Deep learning framework predicts drug effectiveness, treatment outcomes

Researchers from Ohio State University (OSU) have developed a deep learning-based framework designed to emulate randomized clinical trials (RCTs) and estimate treatment effects in stroke patients, according to a recent study published in Patterns.

The research team emphasized that treatment effect estimation (TEE) is key to understanding the impacts of medical interventions on patient outcomes. RCTs are the gold standard for identifying these impacts, but conducting them is time- and resource-intensive.

Methods like AI and machine learning have been proposed to help address these challenges, but the use of real-world clinical information for TEE hinders these efforts, as there is often a scarcity of labeled data. To overcome this, the researchers sought to investigate whether a pre-trained foundation model could predict the impact of various treatments on stroke prevention in patients with heart disease.

The deep learning approach, CaUsal tReatment Effect estimation (CURE), was trained using data points from MarketScan Commercial Claims and Encounters from 2012 to 2017, including information from 3 million patients.

This pre-training approach makes the model more general, allowing for fine-tuning based on the use case. In this case, the tool focused on stroke risk and was tasked with estimating the causal effects of each treatment to identify which would work best for each patient.

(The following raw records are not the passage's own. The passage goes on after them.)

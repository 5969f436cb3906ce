//! Scheduled task definitions and the persisted task table
//!
//! A task couples a cron schedule with the name of a registered action.
//! Failed runs are re-scheduled with exponential backoff (one minute
//! doubling, capped at one hour); a task that exhausts its retries is
//! disabled rather than removed.

use chrono::{DateTime, Local, Utc};
use serde::{Deserialize, Serialize};
use std::collections::HashMap;
use tracing::warn;

use crate::models::Platform;
use crate::utils::retry::RetryConfig;

use super::cron::CronSchedule;
use super::error::SchedulerResult;

// ============================================================================
// Priority and Status
// ============================================================================

/// Task priority, higher runs first when several tasks are due
#[derive(
    Debug, Clone, Copy, PartialEq, Eq, PartialOrd, Ord, Hash, Serialize, Deserialize,
)]
#[serde(rename_all = "lowercase")]
pub enum TaskPriority {
    Low = 1,
    Normal = 2,
    High = 3,
    Critical = 4,
}

impl Default for TaskPriority {
    fn default() -> Self {
        Self::Normal
    }
}

/// Lifecycle state of a task's most recent run
#[derive(Debug, Clone, Copy, PartialEq, Eq, Serialize, Deserialize)]
#[serde(rename_all = "lowercase")]
pub enum TaskStatus {
    Pending,
    Running,
    Completed,
    Failed,
    Skipped,
}

impl Default for TaskStatus {
    fn default() -> Self {
        Self::Pending
    }
}

// ============================================================================
// Scheduled Task
// ============================================================================

/// A single scheduled task
#[derive(Debug, Clone, Serialize, Deserialize)]
pub struct ScheduledTask {
    /// Unique task identifier
    pub id: String,

    /// Human-readable name
    pub name: String,

    /// What the task does
    pub description: String,

    /// Name of the registered action to invoke
    pub action: String,

    /// Cron schedule
    pub schedule: CronSchedule,

    /// Task priority
    #[serde(default)]
    pub priority: TaskPriority,

    /// Platform the task targets, if any
    #[serde(default, skip_serializing_if = "Option::is_none")]
    pub platform: Option<Platform>,

    /// Whether the task is eligible to run
    #[serde(default = "default_enabled")]
    pub enabled: bool,

    /// Maximum retries before the task is disabled
    #[serde(default = "default_max_retries")]
    pub max_retries: u32,

    /// Consecutive failures so far
    #[serde(default)]
    pub retry_count: u32,

    /// Next scheduled run
    #[serde(default, skip_serializing_if = "Option::is_none")]
    pub next_run: Option<DateTime<Utc>>,

    /// Most recent run start
    #[serde(default, skip_serializing_if = "Option::is_none")]
    pub last_run: Option<DateTime<Utc>>,

    /// Status of the most recent run
    #[serde(default)]
    pub status: TaskStatus,

    /// Free-form metadata
    #[serde(default)]
    pub metadata: HashMap<String, String>,
}

fn default_enabled() -> bool {
    true
}

fn default_max_retries() -> u32 {
    3
}

impl ScheduledTask {
    /// Create a new task with its first run computed from the schedule
    pub fn new(
        id: impl Into<String>,
        name: impl Into<String>,
        action: impl Into<String>,
        schedule: CronSchedule,
    ) -> Self {
        let mut task = Self {
            id: id.into(),
            name: name.into(),
            description: String::new(),
            action: action.into(),
            schedule,
            priority: TaskPriority::Normal,
            platform: None,
            enabled: true,
            max_retries: 3,
            retry_count: 0,
            next_run: None,
            last_run: None,
            status: TaskStatus::Pending,
            metadata: HashMap::new(),
        };
        task.compute_next_run(Utc::now());
        task
    }

    /// Set the description
    pub fn with_description(mut self, description: impl Into<String>) -> Self {
        self.description = description.into();
        self
    }

    /// Set the priority
    pub fn with_priority(mut self, priority: TaskPriority) -> Self {
        self.priority = priority;
        self
    }

    /// Set the target platform
    pub fn with_platform(mut self, platform: Platform) -> Self {
        self.platform = Some(platform);
        self
    }

    /// Attach a metadata entry
    pub fn with_metadata(mut self, key: impl Into<String>, value: impl Into<String>) -> Self {
        self.metadata.insert(key.into(), value.into());
        self
    }

    /// Recompute `next_run` from the cron schedule
    ///
    /// A schedule that never fires disables the task instead of looping the
    /// runner forever.
    pub fn compute_next_run(&mut self, now: DateTime<Utc>) {
        let local = now.with_timezone(&Local);
        match self.schedule.next_after(local) {
            Some(next) => self.next_run = Some(next.with_timezone(&Utc)),
            None => {
                warn!(task = %self.id, "Schedule never fires, disabling task");
                self.enabled = false;
                self.next_run = None;
            }
        }
    }

    /// Whether the task should run at `now`
    pub fn is_due(&self, now: DateTime<Utc>) -> bool {
        self.enabled
            && self.status != TaskStatus::Running
            && self.next_run.is_some_and(|t| t <= now)
    }

    /// Record a successful run: reset retries and schedule the next run
    pub fn record_success(&mut self, now: DateTime<Utc>) {
        self.status = TaskStatus::Completed;
        self.retry_count = 0;
        if self.enabled {
            self.compute_next_run(now);
        }
    }

    /// Record a failed run: back off exponentially, disable after the
    /// retry budget is spent
    pub fn record_failure(&mut self, now: DateTime<Utc>) {
        self.status = TaskStatus::Failed;
        self.retry_count += 1;

        if self.retry_count < self.max_retries {
            let backoff = RetryConfig::task_backoff().delay_for_attempt(self.retry_count);
            let backoff =
                chrono::Duration::from_std(backoff).unwrap_or_else(|_| chrono::Duration::zero());
            self.next_run = Some(now + backoff);
        } else {
            warn!(task = %self.id, retries = self.retry_count, "Task exceeded max retries, disabling");
            self.enabled = false;
            self.next_run = None;
        }
    }
}

// ============================================================================
// Task Table Persistence
// ============================================================================

/// On-disk form of the task table (`tasks.json`)
#[derive(Debug, Clone, Default, Serialize, Deserialize)]
pub struct TaskTable {
    pub tasks: Vec<ScheduledTask>,

    #[serde(default, skip_serializing_if = "Option::is_none")]
    pub generated_at: Option<DateTime<Utc>>,
}

impl TaskTable {
    /// Build a table snapshot from tasks
    pub fn new(tasks: Vec<ScheduledTask>) -> Self {
        Self {
            tasks,
            generated_at: Some(Utc::now()),
        }
    }
}

/// Condensed task state for status displays
#[derive(Debug, Clone, Serialize)]
pub struct TaskSnapshot {
    pub id: String,
    pub name: String,
    pub status: TaskStatus,
    pub enabled: bool,
    pub priority: TaskPriority,
    pub platform: Option<Platform>,
    pub retry_count: u32,
    pub next_run: Option<DateTime<Utc>>,
    pub last_run: Option<DateTime<Utc>>,
}

impl From<&ScheduledTask> for TaskSnapshot {
    fn from(task: &ScheduledTask) -> Self {
        Self {
            id: task.id.clone(),
            name: task.name.clone(),
            status: task.status,
            enabled: task.enabled,
            priority: task.priority,
            platform: task.platform,
            retry_count: task.retry_count,
            next_run: task.next_run,
            last_run: task.last_run,
        }
    }
}

/// Parse a cron expression for task construction
///
/// Thin wrapper so callers outside the scheduler module do not need to
/// import the cron type directly.
pub fn parse_schedule(expression: &str) -> SchedulerResult<CronSchedule> {
    CronSchedule::parse(expression)
}

// ============================================================================
// Tests
// ============================================================================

The model’s performance was compared to seven existing models and four RCTs. CURE outperformed the seven models and provided the same recommendations as the RCTs.

“No existing algorithm can do this work,” said senior author Ping Zhang, PhD, associate professor of computer science and engineering and biomedical informatics at OSU, in a press release. “Quantitatively, our method increased performance by 7% to 8% over other methods. And the comparison showed other methods could infer similar results, but they can’t produce a result exactly like a randomized clinical trial. Our method can.”

While the researchers do not intend to replace RCTs with their framework, they hope that the model could speed up the RCT process, saving time and money.

“Our model could be an acceleratory module that could help first identify a small group of candidate drugs that are effective to treat a disease, allowing clinicians to conduct randomized clinical trials on a limited scale with just a few drugs,” said first author Ruoqi Liu, a computer science and engineering PhD student in Zhang’s lab.

The researchers further indicated that the model has potential applicability across other drugs and diseases.

“We can pre-train the model on large-scale datasets without limiting it to any treatments. Then we fine-tune the pre-trained model on task-specific small-scale datasets so that the model can adapt quickly to different downstream tasks,” Liu explained.

The approach also benefits from the use of biomedical knowledge graphs, which help fill in gaps in patients’ records.

“We also proposed KG-TREAT, a knowledge-enhanced foundation model, to synergize the patient data with the knowledge graphs to have the model better understand the patient data,” said Liu, who authored recent work on knowledge graph applications in this area.

The incorporation of knowledge graphs enhanced CURE’s performance, and the research team noted that someday, the framework could provide valuable clinical decision support.

“This model is better than a crystal ball: Based on big data and foundation model AI, we can have reasonable confidence to be able to say what treatment strategy is better,” said Zhang. “We want to put physicians in the driver’s seat to see whether this is something that can be helpful for them when they’re making critical decisions.”